I’m joined for a dialogue about Marshal Law with Joe McCulloch, blogger, contributor to the Comic Books Are Burning In Hell podcast and writer for The Comics Journal no less. 

Marshal_Law_030ME: I came into the recently published Marshal Law Deluxe hardcover with a mix of weary foreknowledge and anticipation, having read the first half of the content but not the second. And it is, to be a football pundit, very much a book of two halves. Fear and Loathing is ostensibly a serious examination of superhero myths, casting the superheroes firmly in the role of menace. The only heroic thing about Marshal Law is his hatred for them, and for himself. He’s played for a fool – the Public Spirit, his all-American nemesis, isn’t the rapist and murderer he’s hunting – but the Public Spirit is still guilty and still dies. Apart from the Marshal’s visually arresting assistant Kiloton, who in O’Neill’s hands looks like a Transformer whose robot form is a priest, everyone dies. There’s barely a supporting character left standing. But at the same time as weaving this tragedy stroke massacre around its cast, the comic refuses to take superheroes seriously. They’re mocked in every piece of graffiti in the background, in their dumb referential names, in their inability to achieve anything. The art undercuts the plot; even when Marshal Law’s getting big action sequences, big heroic splash pages, he’s posed stiffly and looks two-dimensional, a dress-up cutout.
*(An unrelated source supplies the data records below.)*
use std::io::Write;

use item_api::config::{AppConfig, CatalogSection, LogFormat, ServerConfig};
use tempfile::NamedTempFile;

fn write_config(contents: &str) -> NamedTempFile {
    let mut file = tempfile::Builder::new()
        .suffix(".toml")
        .tempfile()
        .unwrap();
    file.write_all(contents.as_bytes()).unwrap();
    file
}

#[test]
fn defaults_are_valid() {
    let config = AppConfig::default();
    assert!(config.validate().is_ok());
    assert_eq!(config.bind_address(), "0.0.0.0:8000");
    assert_eq!(config.logging.format, LogFormat::Text);
    assert_eq!(config.catalog.max_page_size, 100);
}

#[test]
fn missing_file_falls_back_to_defaults() {
    let dir = tempfile::tempdir().unwrap();
    let config = AppConfig::load_from(&dir.path().join("absent.toml")).unwrap();
    assert_eq!(config.server.port, 8000);
    assert_eq!(config.logging.level, "info");
}

#[test]
fn file_values_override_defaults() {
    let file = write_config(
        r#"
[server]
host = "127.0.0.1"
port = 9090

[logging]
level = "debug"
format = "json"

[catalog]
max_page_size = 2
"#,
    );

    let config = AppConfig::load_from(file.path()).unwrap();
    assert_eq!(config.bind_address(), "127.0.0.1:9090");
    assert_eq!(config.logging.level, "debug");
    assert_eq!(config.logging.format, LogFormat::Json);
    assert_eq!(config.catalog.max_page_size, 2);
}

#[test]
fn zero_port_is_rejected() {
    let config = AppConfig {
        server: ServerConfig {
            port: 0,
            ..Default::default()
        },
        ..Default::default()
    };
    assert!(config.validate().is_err());
}

#[test]
fn zero_page_size_is_rejected() {
    let file = write_config("[catalog]\nmax_page_size = 0\n");
    assert!(AppConfig::load_from(file.path()).is_err());

    let config = AppConfig {
        catalog: CatalogSection { max_page_size: 0 },
        ..Default::default()
    };
    assert!(config.validate().is_err());
}
//! API server state

use std::sync::Arc;

use crate::config::AppConfig;
use crate::types::{default_catalog, CatalogEntry};

/// API server state. Immutable once built; cloned into every request.
#[derive(Clone)]
pub struct AppState {
    /// Read-only item catalog
    pub catalog: Arc<[CatalogEntry]>,

    /// Largest `limit` accepted when browsing the catalog
    pub max_page_size: usize,
}

impl AppState {
    pub fn new(catalog: Vec<CatalogEntry>, max_page_size: usize) -> Self {
        Self {
            catalog: catalog.into(),
            max_page_size,
        }
    }

    /// Create state from loaded configuration
    pub fn from_config(config: &AppConfig) -> Self {
        Self::new(default_catalog(), config.catalog.max_page_size)
    }

    /// Entries in `[skip, skip + limit)`, clamped to the catalog length
    pub fn catalog_page(&self, skip: usize, limit: usize) -> &[CatalogEntry] {
        let start = skip.min(self.catalog.len());
        let end = start.saturating_add(limit).min(self.catalog.len());
        &self.catalog[start..end]
    }
}

impl Default for AppState {
    fn default() -> Self {
        Self::from_config(&AppConfig::default())
    }
}

#[cfg(test)]
mod tests {
    use super::*;

    #[test]
    fn catalog_page_clamps_to_bounds() {
        let state = AppState::default();
        assert_eq!(state.catalog_page(0, 10).len(), 3);
        assert_eq!(state.catalog_page(1, 1)[0].item_name, "Bar");
        assert!(state.catalog_page(5, 10).is_empty());
        assert_eq!(state.catalog_page(2, usize::MAX).len(), 1);
    }
}
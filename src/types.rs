//! Core types for item-api

use serde::{Deserialize, Serialize};
use validator::Validate;

/// Long-form description attached to user items unless `short` is requested.
pub const LONG_DESCRIPTION: &str = "This is an amazing item that has a long description";

/// Request body describing an item. Never stored.
#[derive(Debug, Clone, Serialize, Deserialize, PartialEq, Validate)]
pub struct Item {
    #[validate(length(min = 1, message = "name must not be empty"))]
    pub name: String,
    #[serde(default)]
    pub description: Option<String>,
    pub price: f64,
    #[serde(default)]
    pub tax: Option<f64>,
}

impl Item {
    /// `price + tax`, only when a non-zero tax was supplied.
    pub fn price_with_tax(&self) -> Option<f64> {
        match self.tax {
            Some(tax) if tax != 0.0 => Some(self.price + tax),
            _ => None,
        }
    }
}

/// Closed set of model names served by `/models/{model_name}`.
#[derive(Debug, Clone, Copy, Serialize, Deserialize, PartialEq, Eq)]
#[serde(rename_all = "lowercase")]
pub enum ModelName {
    Alexnet,
    Resnet,
    Lenet,
}

impl ModelName {
    pub const ALL: [ModelName; 3] = [ModelName::Alexnet, ModelName::Resnet, ModelName::Lenet];

    pub fn as_str(&self) -> &'static str {
        match self {
            ModelName::Alexnet => "alexnet",
            ModelName::Resnet => "resnet",
            ModelName::Lenet => "lenet",
        }
    }

    pub fn message(&self) -> &'static str {
        match self {
            ModelName::Alexnet => "Deep Learning FTW!",
            ModelName::Lenet => "LeCNN all the images",
            ModelName::Resnet => "Have some residuals",
        }
    }
}

impl std::fmt::Display for ModelName {
    fn fmt(&self, f: &mut std::fmt::Formatter<'_>) -> std::fmt::Result {
        f.write_str(self.as_str())
    }
}

/// One record of the read-only catalog.
#[derive(Debug, Clone, Serialize, Deserialize, PartialEq, Eq)]
pub struct CatalogEntry {
    pub item_name: String,
}

/// The fixed catalog: `Foo`, `Bar`, `Baz`, in that order.
pub fn default_catalog() -> Vec<CatalogEntry> {
    ["Foo", "Bar", "Baz"]
        .into_iter()
        .map(|name| CatalogEntry {
            item_name: name.to_string(),
        })
        .collect()
}

#[cfg(test)]
mod tests {
    use super::*;

    fn item(tax: Option<f64>) -> Item {
        Item {
            name: "x".to_string(),
            description: None,
            price: 10.0,
            tax,
        }
    }

    #[test]
    fn price_with_tax_requires_non_zero_tax() {
        assert_eq!(item(Some(2.0)).price_with_tax(), Some(12.0));
        assert_eq!(item(Some(0.0)).price_with_tax(), None);
        assert_eq!(item(None).price_with_tax(), None);
    }

    #[test]
    fn empty_name_fails_validation() {
        let mut bad = item(None);
        bad.name.clear();
        assert!(bad.validate().is_err());
        assert!(item(None).validate().is_ok());
    }

    #[test]
    fn model_names_round_trip_through_serde() {
        for model in ModelName::ALL {
            let encoded = serde_json::to_string(&model).unwrap();
            assert_eq!(encoded, format!("\"{}\"", model.as_str()));
        }
        assert!(serde_json::from_str::<ModelName>("\"vgg\"").is_err());
    }

    #[test]
    fn catalog_is_foo_bar_baz() {
        let names: Vec<_> = default_catalog()
            .into_iter()
            .map(|entry| entry.item_name)
            .collect();
        assert_eq!(names, ["Foo", "Bar", "Baz"]);
    }
}
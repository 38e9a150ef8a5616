//! item-api - a small JSON item service
//!
//! Demonstrates the request surface of a typical HTTP API:
//! - Path parameters, including a closed enum and a greedy file path
//! - Optional and boolean query parameters with length limits
//! - JSON request bodies validated against the `Item` schema
//! - Uniform 422 responses for every kind of invalid input

pub mod api;
pub mod config;
pub mod error;
pub mod types;

pub use error::{Error, Result};
// std
use std::future::Future;
// self
use crate::obs::OpKind;

/// Type alias that resolves to an instrumented future when tracing is enabled.
#[cfg(feature = "tracing")]
pub type InstrumentedOp<F> = tracing::instrument::Instrumented<F>;
/// Passthrough future type when tracing is disabled.
#[cfg(not(feature = "tracing"))]
pub type InstrumentedOp<F> = F;

/// A span builder used by instrumented client operations.
#[derive(Clone, Debug)]
pub struct OpSpan {
	#[cfg(feature = "tracing")]
	span: tracing::Span,
}
impl OpSpan {
	/// Creates a new span tagged with the provided operation kind + stage.
	pub fn new(kind: OpKind, stage: &'static str) -> Self {
		#[cfg(feature = "tracing")]
		{
			let span = tracing::info_span!("gcloud_broker.op", op = kind.as_str(), stage);

			Self { span }
		}
		#[cfg(not(feature = "tracing"))]
		{
			let _ = (kind, stage);

			Self {}
		}
	}

	/// Instruments an async block without holding a guard across `.await` points.
	pub fn instrument<Fut>(&self, fut: Fut) -> InstrumentedOp<Fut>
	where
		Fut: Future,
	{
		#[cfg(feature = "tracing")]
		{
			use tracing::Instrument;

			fut.instrument(self.span.clone())
		}
		#[cfg(not(feature = "tracing"))]
		{
			fut
		}
	}
}

#[cfg(test)]
mod tests {
	// self
	use super::*;

	#[tokio::test]
	async fn instrument_passes_value_through() {
		let span = OpSpan::new(OpKind::Request, "instrument_passes_value_through");
		let value = span.instrument(async { 42 }).await;

		assert_eq!(value, 42);
	}
}
//! Secret Manager facade: secret lookup, creation, and version management.

// crates.io
use base64::{Engine as _, engine::general_purpose::STANDARD};
// self
use crate::{
	_prelude::*,
	api,
	auth::Scope,
	client::GcloudClient,
	http::RequestOptions,
};

/// Default Secret Manager API base URL.
pub const BASE_URL: &str = "https://secretmanager.googleapis.com";

/// Secret Manager facade borrowed from a [`GcloudClient`].
#[derive(Clone, Debug)]
pub struct Secrets<'a> {
	client: &'a GcloudClient,
	base_url: String,
}
impl<'a> Secrets<'a> {
	pub(crate) fn new(client: &'a GcloudClient) -> Self {
		Self { client, base_url: BASE_URL.into() }
	}

	/// Overrides the API base URL. Intended for tests.
	pub fn with_base_url(mut self, base_url: impl Into<String>) -> Self {
		self.base_url = base_url.into();

		self
	}

	/// Fetches a secret's metadata, returning `None` when it does not exist.
	pub async fn get_secret(&self, project_id: &str, secret_id: &str) -> Result<Option<Secret>> {
		let token = self.client.access_token(&Scope::default()).await?;
		let url = api::endpoint(&self.base_url, &format!("v1/projects/{project_id}/secrets/{secret_id}"))?;

		match self.client.request(url, RequestOptions::get().authorization(token)).await {
			Ok(body) => Ok(Some(api::decode(body)?)),
			Err(err) if err.is_not_found() => Ok(None),
			Err(err) => Err(err),
		}
	}

	/// Creates a secret with automatic replication.
	pub async fn create_secret(
		&self,
		project_id: &str,
		secret_id: &str,
		spec: &SecretCreate,
	) -> Result<Secret> {
		let token = self.client.access_token(&Scope::default()).await?;
		let mut url = api::endpoint(&self.base_url, &format!("v1/projects/{project_id}/secrets"))?;

		url.query_pairs_mut().append_pair("secretId", secret_id);

		let mut body = api::encode(spec)?;

		// The facade always provisions automatic replication.
		if let Value::Object(map) = &mut body {
			map.insert("replication".into(), serde_json::json!({ "automatic": {} }));
		}

		let response = self
			.client
			.request(url, RequestOptions::post().authorization(token).json(body))
			.await?;

		api::decode(response)
	}

	/// Lists the versions of a secret; a secret with no versions yields an empty vec.
	pub async fn list_secret_versions(
		&self,
		project_id: &str,
		secret_id: &str,
	) -> Result<Vec<SecretVersion>> {
		let token = self.client.access_token(&Scope::default()).await?;
		let url = api::endpoint(
			&self.base_url,
			&format!("v1/projects/{project_id}/secrets/{secret_id}/versions"),
		)?;
		let body = self.client.request(url, RequestOptions::get().authorization(token)).await?;
		let listing: VersionListing = api::decode(body)?;

		Ok(listing.versions)
	}

	/// Adds a new version holding `data` to an existing secret.
	pub async fn create_secret_version(
		&self,
		project_id: &str,
		secret_id: &str,
		data: &str,
	) -> Result<SecretVersion> {
		let token = self.client.access_token(&Scope::default()).await?;
		let url = api::endpoint(
			&self.base_url,
			&format!("v1/projects/{project_id}/secrets/{secret_id}:addVersion"),
		)?;
		let body = serde_json::json!({
			"payload": { "data": STANDARD.encode(data.as_bytes()) },
		});
		let response = self
			.client
			.request(url, RequestOptions::post().authorization(token).json(body))
			.await?;

		api::decode(response)
	}

	/// Reads and decodes the payload of a secret version (full resource name).
	pub async fn access_secret_version(&self, version_name: &str) -> Result<String> {
		let token = self.client.access_token(&Scope::default()).await?;
		let url = api::endpoint(&self.base_url, &format!("v1/{version_name}:access"))?;
		let body = self.client.request(url, RequestOptions::get().authorization(token)).await?;
		let accessed: AccessedVersion = api::decode(body)?;
		let Some(encoded) = accessed.payload.map(|payload| payload.data) else {
			return Ok(String::new());
		};
		let bytes = STANDARD
			.decode(encoded.as_bytes())
			.map_err(|source| Error::Payload { message: source.to_string() })?;

		String::from_utf8(bytes).map_err(|source| Error::Payload { message: source.to_string() })
	}
}

/// Secret metadata.
#[derive(Clone, Debug, Serialize, Deserialize)]
pub struct Secret {
	/// Full resource name (`projects/*/secrets/*`).
	pub name: String,
	/// User-managed annotations.
	#[serde(default)]
	pub annotations: HashMap<String, String>,
}

/// Creation parameters for a secret.
#[derive(Clone, Debug, Default, Serialize, Deserialize)]
pub struct SecretCreate {
	/// User-managed annotations.
	#[serde(default)]
	pub annotations: HashMap<String, String>,
}

/// A version of a secret.
#[derive(Clone, Debug, Serialize, Deserialize)]
pub struct SecretVersion {
	/// Full resource name (`projects/*/secrets/*/versions/*`).
	pub name: String,
	/// Lifecycle state of the version.
	pub state: SecretVersionState,
}

/// Lifecycle states of a secret version.
#[derive(Clone, Copy, Debug, PartialEq, Eq, Serialize, Deserialize)]
#[serde(rename_all = "SCREAMING_SNAKE_CASE")]
pub enum SecretVersionState {
	/// The version is accessible.
	Enabled,
	/// The version exists but cannot be accessed.
	Disabled,
	/// The version's payload has been destroyed.
	Destroyed,
}

#[derive(Debug, Deserialize)]
struct VersionListing {
	#[serde(default)]
	versions: Vec<SecretVersion>,
}

#[derive(Debug, Deserialize)]
struct AccessedVersion {
	#[serde(default)]
	payload: Option<VersionPayload>,
}

#[derive(Debug, Deserialize)]
struct VersionPayload {
	data: String,
}

#[cfg(test)]
mod tests {
	// self
	use super::*;

	#[test]
	fn version_states_use_wire_names() {
		let version: SecretVersion = serde_json::from_str(
			r#"{"name":"projects/p/secrets/s/versions/1","state":"ENABLED"}"#,
		)
		.expect("Version JSON should parse.");

		assert_eq!(version.state, SecretVersionState::Enabled);
	}

	#[test]
	fn missing_versions_field_defaults_to_empty() {
		let listing: VersionListing =
			serde_json::from_str("{}").expect("Empty listing should parse.");

		assert!(listing.versions.is_empty());
	}
}
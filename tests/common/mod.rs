#![allow(dead_code)]

// crates.io
use httpmock::{Mock, MockServer, prelude::*};
// self
use gcloud_broker::{auth::Credentials, client::GcloudClient};

/// PEM fixture used to sign assertions in tests.
pub const TEST_KEY_PEM: &str = include_str!("../fixtures/test_key.pem");
/// Service-account email fixture.
pub const TEST_EMAIL: &str = "svc@example.iam.gserviceaccount.com";

/// Builds valid test credentials backed by the fixture key.
pub fn test_credentials() -> Credentials {
	Credentials::new(TEST_EMAIL, TEST_KEY_PEM).expect("Test credentials should be valid.")
}

/// Builds a client whose token exchange targets the mock server.
pub fn client_for(server: &MockServer) -> GcloudClient {
	GcloudClient::new(test_credentials()).with_token_endpoint(server.url("/token"))
}

/// Registers a successful token-exchange mock returning `access_token`.
pub async fn mock_token_exchange<'a>(server: &'a MockServer, access_token: &str) -> Mock<'a> {
	let body = format!(
		"{{\"access_token\":\"{access_token}\",\"token_type\":\"Bearer\",\"expires_in\":3600}}"
	);

	server
		.mock_async(move |when, then| {
			when.method(POST).path("/token");
			then.status(200).header("content-type", "application/json").body(body);
		})
		.await
}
I’d last reread Fear And Loathing in the 00s and judged it harshly. There are grounds to do so. The first couple of issues mix cartoon satire and the grim ‘n gritty flavour of the time fairly uneasily. Putting it out front; the first sequence, when we stalk and murder a strippogram dressed as a superheroine, isn’t good. It’s all shown through the killers eyes and the killing is blatantly sexualised. Not just the death-by-claw-penetration, which you could perhaps make a thematic case for, but the fact that in four shots of the corpse falling from a tall building every one of them is a titshot. That’s something nobody was uncomfortable with back then – these were adult comics, Biff Bam Pow not just for kids – but is profoundly uncomfortable now. And Lynn, the Marshal’s girlfriend in his secret identity, gets three pages of loving relationship which ends with them getting it on before she’s dressed in Celeste’s costume and is leered at, stalked, raped and murdered to better motivate our protagonist. A woman in a refrigerator before they’d been named.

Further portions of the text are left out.